Gauging Portfolio Risk

A portfolio manager is likely to have some notion of his or her portfolio's exposure to a particular risk factor, but requires precision in gauging that exposure and the portfolio's likely performance versus the benchmark. Knowing their exposures more precisely also allows portfolio managers more latitude in picking stocks, and frees them from the worry that a hidden risk might negatively impact the portfolio.

“Many of the investors here are very focused on picking individual stocks, which you would expect from a team of fundamentally focused portfolio managers,” said Alec Crawford, chief risk officer, equities, at Lord Abbett. “We have built a number of proprietary models here, as well as using our factor-based model, which can figure out what kind of macro or factor exposures the portfolio managers are taking in their portfolio, some of which they may not even be aware of.”

Alec Crawford, Lord Abbett Alec Crawford, Lord Abbett

Crawford, who has worked in the financial industry for 25 years, joined Jersey City, New Jersey-based Lord Abbett in 2012, following a stint as head of risk management at Ziff Brothers Investments, where he was responsible for daily hedging of internal and external equity assets, developing and executing protocols for risk detection and hedging, and leading many firm-wide risk committees.

“I've been more of a quant person throughout my career,” he said. “When I got hired at Ziff Brothers, it's really because they wanted someone who could understand all the risk metrics, and take quantitative tools which might have originally applied more to fixed income and apply them to equities. To some degree, that's what I'm doing here as well.”

Crawford and his team developed the equity risk systems at Lord Abbett, which manages $138 billion, from scratch, everything from the database to the risk models themselves. “My responsibilities are risk management for the firm's equity portfolios, and for setting, in conjunction with the chief investment officer, the risk guidelines for all those strategies.”

As chief risk officer, Crawford provides bottoms-up oriented portfolio managers with a top-down view of the global macro environment. “Our aim is to reduce risks that could disrupt the long-term performance of an investment strategy,” he said.

“Those risks include such things as a large position in a single stock or exposure to a macro event, such as a jump in the price of oil. By using historical information and quantitative-modeling techniques, we can evaluate the probability of these risks and their impact on performance. High-likelihood/high-impact risks quickly capture our attention.”

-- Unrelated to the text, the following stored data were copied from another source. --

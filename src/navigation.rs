//! Screen routes and the navigation stack.
//!
//! Routes have a string form (`folders`, `notes/{folderId}`,
//! `note_editor/{folderId}/{noteId}`) where the note id `new` stands for a
//! note that does not exist yet.
use std::{fmt, str::FromStr};

use log::debug;

use crate::{EditorTarget, NoteError};

/// Note id used in route strings for a note that is about to be created
pub const NEW_NOTE_SENTINEL: &str = "new";

/// A screen together with the parameters it was opened with
#[derive(Debug, Clone, PartialEq, Eq)]
pub enum Route {
    Folders,
    Notes {
        folder_id: String,
    },
    NoteEditor {
        folder_id: String,
        target: EditorTarget,
    },
}

impl fmt::Display for Route {
    fn fmt(&self, f: &mut fmt::Formatter<'_>) -> fmt::Result {
        match self {
            Route::Folders => write!(f, "folders"),
            Route::Notes { folder_id } => write!(f, "notes/{}", folder_id),
            Route::NoteEditor { folder_id, target } => {
                let note_id = match target {
                    EditorTarget::Create => NEW_NOTE_SENTINEL,
                    EditorTarget::Existing(id) => id.as_str(),
                };
                write!(f, "note_editor/{}/{}", folder_id, note_id)
            }
        }
    }
}

impl FromStr for Route {
    type Err = NoteError;

    fn from_str(s: &str) -> Result<Self, Self::Err> {
        let invalid = || NoteError::InvalidRoute {
            route: s.to_string(),
        };
        let parts: Vec<&str> = s.split('/').collect();
        if parts.iter().skip(1).any(|p| p.is_empty()) {
            return Err(invalid());
        }

        match parts.as_slice() {
            ["folders"] => Ok(Route::Folders),
            ["notes", folder_id] => Ok(Route::Notes {
                folder_id: folder_id.to_string(),
            }),
            ["note_editor", folder_id, note_id] => Ok(Route::NoteEditor {
                folder_id: folder_id.to_string(),
                target: if *note_id == NEW_NOTE_SENTINEL {
                    EditorTarget::Create
                } else {
                    EditorTarget::Existing(note_id.to_string())
                },
            }),
            _ => Err(invalid()),
        }
    }
}

/// Push/pop navigation as seen by the screens
pub trait Navigator {
    fn push(&mut self, route: Route);

    /// Leaves the current screen. The root screen is never popped.
    fn pop(&mut self) -> Option<Route>;

    fn current(&self) -> &Route;
}

/// Stack of routes whose bottom is always the folders screen
#[derive(Debug, Clone)]
pub struct RouteStack {
    stack: Vec<Route>,
}

impl Default for RouteStack {
    fn default() -> Self {
        Self::new()
    }
}

impl RouteStack {
    pub fn new() -> Self {
        Self {
            stack: vec![Route::Folders],
        }
    }

    pub fn depth(&self) -> usize {
        self.stack.len()
    }
}

impl Navigator for RouteStack {
    fn push(&mut self, route: Route) {
        debug!("Navigating to {}", route);
        self.stack.push(route);
    }

    fn pop(&mut self) -> Option<Route> {
        if self.stack.len() <= 1 {
            return None;
        }
        let popped = self.stack.pop();
        debug!("Back to {}", self.current());
        popped
    }

    fn current(&self) -> &Route {
        // the root is never popped
        &self.stack[self.stack.len() - 1]
    }
}

#[cfg(test)]
mod tests {
    use super::*;

    #[test]
    fn route_strings_round_trip() {
        for raw in ["folders", "notes/abc", "note_editor/abc/def", "note_editor/abc/new"] {
            let route: Route = raw.parse().unwrap();
            assert_eq!(route.to_string(), raw);
        }
    }

    #[test]
    fn new_sentinel_maps_to_create() {
        let route: Route = "note_editor/f1/new".parse().unwrap();
        assert_eq!(
            route,
            Route::NoteEditor {
                folder_id: "f1".to_string(),
                target: EditorTarget::Create,
            }
        );
    }

    #[test]
    fn malformed_routes_are_rejected() {
        for raw in ["", "notes", "notes/", "note_editor/f1", "settings", "notes/a/b"] {
            assert!(
                matches!(raw.parse::<Route>(), Err(NoteError::InvalidRoute { .. })),
                "{raw} should not parse"
            );
        }
    }

    #[test]
    fn root_is_never_popped() {
        let mut nav = RouteStack::new();
        assert!(nav.pop().is_none());
        nav.push(Route::Notes {
            folder_id: "f1".to_string(),
        });
        assert_eq!(nav.depth(), 2);
        assert!(nav.pop().is_some());
        assert_eq!(nav.current(), &Route::Folders);
    }
}
//! Screen controllers.
//!
//! Each screen reads the `NoteStore`, turns user actions into store calls and
//! asks a `Navigator` to move between screens. None of them render anything.

mod editor;
mod folders;
mod notes;

pub use editor::*;
pub use folders::*;
pub use notes::*;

“None of the portfolio managers here is literally trading oil, but certain energy companies are obviously very sensitive to the price of oil,” said Crawford. “What we provide portfolio managers is a holistic view of what it would mean if oil were to go up or down, say, ten percent. Many times they have a pretty good idea of their directional exposure, but they may not be able quantify the magnitude of that exposure. That's something that our quantitative models can really help them with.”

This exercise has the potential to uncover exposures that might not be obvious. “Even without an overweight in energy stocks, it is possible for a portfolio to be positively exposed to oil through secondary effects,” said Crawford. “We will know the direction and degree of the portfolio's exposure currently and at any time in its history.”

Lord Abbett restricts sector weights within certain guidelines, though portfolio managers are allowed latitude in some circumstances, after consultations with the chief investment officer and chief risk officer. These guard rails are not aimed only at reducing risk versus the index. In fact, Lord Abbett encourages a certain amount of tracking error.

“Occasionally, I have to go to them and tell them they're not taking enough risk,” Crawford said. “At times it's possible for risk-taking to be a little bit too low. We believe in active portfolio management.”